_TASK REQUIREMENTS_
After locating the line that contains "in the matrix" in the records below, write out exactly that line and each line after it through the one that contains "fn correlate(&self, other: &[f64])", and nothing else.
------------------------------------
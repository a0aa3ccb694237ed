//! User-user similarity for the collaborative source.
//!
//! ## Algorithm
//! 1. Pearson correlation between the target's matrix row and every other
//!    row, over the full column space. Unrated cells (`0.0`) take part as
//!    ordinary values.
//! 2. Undefined correlations (a flat row) and correlations <= 0 are dropped,
//!    as is the target itself.
//! 3. Survivors are rescaled linearly into [0.5, 1.0].
//! 4. The strongest `k` become the neighborhood.
//!
//! Step 1 counts "both users skipped this movie" as agreement. That is a
//! known accuracy weakness of dense correlation; it is kept so scores match
//! the established behaviour of this recommender.

use data_loader::{UserId, UserMovieMatrix};
use rayon::prelude::*;
use std::cmp::Ordering;

/// Lower bound of the normalized weight range
pub const MIN_WEIGHT: f64 = 0.5;

/// Upper bound of the normalized weight range
pub const MAX_WEIGHT: f64 = 1.0;

/// A user in the target's neighborhood
#[derive(Debug, Clone, Copy, PartialEq)]
pub struct Neighbor {
    pub user_id: UserId,
    /// Row position in the matrix
    pub index: usize,
    /// Raw Pearson correlation, in (0, 1]
    pub similarity: f64,
    /// Normalized weight, in [0.5, 1.0]
    pub weight: f64,
}

/// A mean-centered vector with its Euclidean norm
struct Centered {
    deviations: Vec<f64>,
    norm: f64,
}

impl Centered {
    /// `None` for an empty or constant vector
    fn new(values: &[f64]) -> Option<Self> {
        if is_flat(values) {
            return None;
        }
        let mean = values.iter().sum::<f64>() / values.len() as f64;
        let deviations: Vec<f64> = values.iter().map(|v| v - mean).collect();
        let norm = deviations.iter().map(|d| d * d).sum::<f64>().sqrt();
        (norm > 0.0).then_some(Self { deviations, norm })
    }

    fn correlate(&self, other: &[f64]) -> Option<f64> {
        if other.len() != self.deviations.len() || is_flat(other) {
            return None;
        }
        let mean = other.iter().sum::<f64>() / other.len() as f64;

        let mut covariance = 0.0;
        let mut sum_sq = 0.0;
        for (dx, y) in self.deviations.iter().zip(other) {
            let dy = y - mean;
            covariance += dx * dy;
            sum_sq += dy * dy;
        }

        let denom = self.norm * sum_sq.sqrt();
        if denom == 0.0 {
            return None;
        }
        let r = covariance / denom;
        r.is_finite().then(|| r.clamp(-1.0, 1.0))
    }
}

fn is_flat(values: &[f64]) -> bool {
    match values.first() {
        Some(first) => values.iter().all(|v| v == first),
        None => true,
    }
}

/// Pearson correlation of two equally long vectors.
///
/// `None` when either vector is empty or constant, or lengths differ.
pub fn pearson(x: &[f64], y: &[f64]) -> Option<f64> {
    Centered::new(x)?.correlate(y)
}

/// Positive correlations between `user_id` and every other matrix row.
///
/// Result is in matrix row order. Empty when the user has no row or their
/// row is constant.
pub fn positive_similarities(matrix: &UserMovieMatrix, user_id: UserId) -> Vec<(UserId, usize, f64)> {
    let Some(target_index) = matrix.user_index(user_id) else {
        return Vec::new();
    };
    let Some(target) = Centered::new(matrix.row_at(target_index)) else {
        return Vec::new();
    };

    matrix
        .users()
        .par_iter()
        .enumerate()
        .filter(|&(index, _)| index != target_index)
        .filter_map(|(index, &other)| {
            let r = target.correlate(matrix.row_at(index))?;
            (r > 0.0).then_some((other, index, r))
        })
        .collect()
}

/// Rescale similarities into [MIN_WEIGHT, MAX_WEIGHT].
///
/// When all survivors share one value (including a single survivor) the
/// range is empty and every weight is MAX_WEIGHT.
pub fn normalize(similarities: &[(UserId, usize, f64)]) -> Vec<Neighbor> {
    let min = similarities
        .iter()
        .map(|s| s.2)
        .fold(f64::INFINITY, f64::min);
    let max = similarities
        .iter()
        .map(|s| s.2)
        .fold(f64::NEG_INFINITY, f64::max);
    let span = max - min;

    similarities
        .iter()
        .map(|&(user_id, index, similarity)| {
            let weight = if span > 0.0 {
                (similarity - min) / span * (MAX_WEIGHT - MIN_WEIGHT) + MIN_WEIGHT
            } else {
                MAX_WEIGHT
            };
            Neighbor {
                user_id,
                index,
                similarity,
                weight,
            }
        })
        .collect()
}

/// Keep the `k` highest-weighted neighbors; ties go to the lower user id
pub fn select_neighbors(mut neighbors: Vec<Neighbor>, k: usize) -> Vec<Neighbor> {
    neighbors.sort_by(|a, b| {
        b.weight
            .partial_cmp(&a.weight)
            .unwrap_or(Ordering::Equal)
            .then_with(|| a.user_id.cmp(&b.user_id))
    });
    neighbors.truncate(k);
    neighbors
}

/// Full neighborhood for a user: correlate, normalize, select
pub fn neighborhood(matrix: &UserMovieMatrix, user_id: UserId, k: usize) -> Vec<Neighbor> {
    let similarities = positive_similarities(matrix, user_id);
    if similarities.is_empty() {
        return Vec::new();
    }
    select_neighbors(normalize(&similarities), k)
}

#[cfg(test)]
mod tests {
    use super::*;
    use data_loader::{Rating, RatingDataset};

    fn approx(a: f64, b: f64) -> bool {
        (a - b).abs() < 1e-9
    }

    #[test]
    fn test_pearson_perfect_and_inverse() {
        let x = [1.0, 2.0, 3.0, 4.0];
        assert!(approx(pearson(&x, &[2.0, 4.0, 6.0, 8.0]).unwrap(), 1.0));
        assert!(approx(pearson(&x, &[4.0, 3.0, 2.0, 1.0]).unwrap(), -1.0));
    }

    #[test]
    fn test_pearson_known_value() {
        // r = 0.8 for this textbook pair
        let x = [1.0, 2.0, 3.0, 4.0, 5.0];
        let y = [2.0, 1.0, 4.0, 3.0, 5.0];
        assert!(approx(pearson(&x, &y).unwrap(), 0.8));
    }

    #[test]
    fn test_pearson_flat_vector_is_undefined() {
        assert!(pearson(&[3.0, 3.0, 3.0], &[1.0, 2.0, 3.0]).is_none());
        assert!(pearson(&[1.0, 2.0, 3.0], &[0.0, 0.0, 0.0]).is_none());
        assert!(pearson(&[], &[]).is_none());
    }

    #[test]
    fn test_pearson_length_mismatch() {
        assert!(pearson(&[1.0, 2.0], &[1.0, 2.0, 3.0]).is_none());
    }

    #[test]
    fn test_normalize_range() {
        let neighbors = normalize(&[(1, 0, 0.2), (2, 1, 0.6), (3, 2, 1.0)]);

        assert!(approx(neighbors[0].weight, 0.5));
        assert!(approx(neighbors[1].weight, 0.75));
        assert!(approx(neighbors[2].weight, 1.0));
        assert!(approx(neighbors[1].similarity, 0.6));
    }

    #[test]
    fn test_normalize_single_survivor() {
        let neighbors = normalize(&[(7, 3, 0.4)]);

        assert_eq!(neighbors.len(), 1);
        assert_eq!(neighbors[0].weight, MAX_WEIGHT);
    }

    #[test]
    fn test_select_neighbors_caps_and_orders() {
        let neighbors: Vec<Neighbor> = (0..30)
            .map(|i| Neighbor {
                user_id: i,
                index: i as usize,
                similarity: 0.5,
                weight: 0.5 + (i % 10) as f64 * 0.05,
            })
            .collect();

        let selected = select_neighbors(neighbors, 20);
        assert_eq!(selected.len(), 20);
        assert!(selected.windows(2).all(|w| w[0].weight >= w[1].weight));
        // Ties resolved by user id
        assert_eq!(selected[0].user_id, 9);
        assert_eq!(selected[1].user_id, 19);
    }

    #[test]
    fn test_neighborhood_excludes_self_and_negative() {
        let dataset = RatingDataset::from_ratings(vec![
            // target
            Rating::new(1, 1, 5.0, "A"),
            Rating::new(1, 2, 4.0, "B"),
            // agrees with target
            Rating::new(2, 1, 5.0, "A"),
            Rating::new(2, 2, 4.0, "B"),
            Rating::new(2, 3, 1.0, "C"),
            // only rated D, anti-correlated with target
            Rating::new(3, 4, 5.0, "D"),
        ]);
        let matrix = UserMovieMatrix::build(&dataset);

        let neighbors = neighborhood(&matrix, 1, 20);
        assert_eq!(neighbors.len(), 1);
        assert_eq!(neighbors[0].user_id, 2);
        assert_eq!(neighbors[0].weight, MAX_WEIGHT);
    }

    #[test]
    fn test_neighborhood_unknown_user() {
        let dataset = RatingDataset::from_ratings(vec![Rating::new(1, 1, 5.0, "A")]);
        let matrix = UserMovieMatrix::build(&dataset);

        assert!(neighborhood(&matrix, 42, 20).is_empty());
    }
}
------------------------------------
_WRITTEN ANSWER_
    /// Row position in the matrix
    pub index: usize,
    /// Raw Pearson correlation, in (0, 1]
    pub similarity: f64,
    /// Normalized weight, in [0.5, 1.0]
    pub weight: f64,
}

/// A mean-centered vector with its Euclidean norm
struct Centered {
    deviations: Vec<f64>,
    norm: f64,
}

impl Centered {
    /// `None` for an empty or constant vector
    fn new(values: &[f64]) -> Option<Self> {
        if is_flat(values) {
            return None;
        }
        let mean = values.iter().sum::<f64>() / values.len() as f64;
        let deviations: Vec<f64> = values.iter().map(|v| v - mean).collect();
        let norm = deviations.iter().map(|d| d * d).sum::<f64>().sqrt();
        (norm > 0.0).then_some(Self { deviations, norm })
    }

    fn correlate(&self, other: &[f64]) -> Option<f64> {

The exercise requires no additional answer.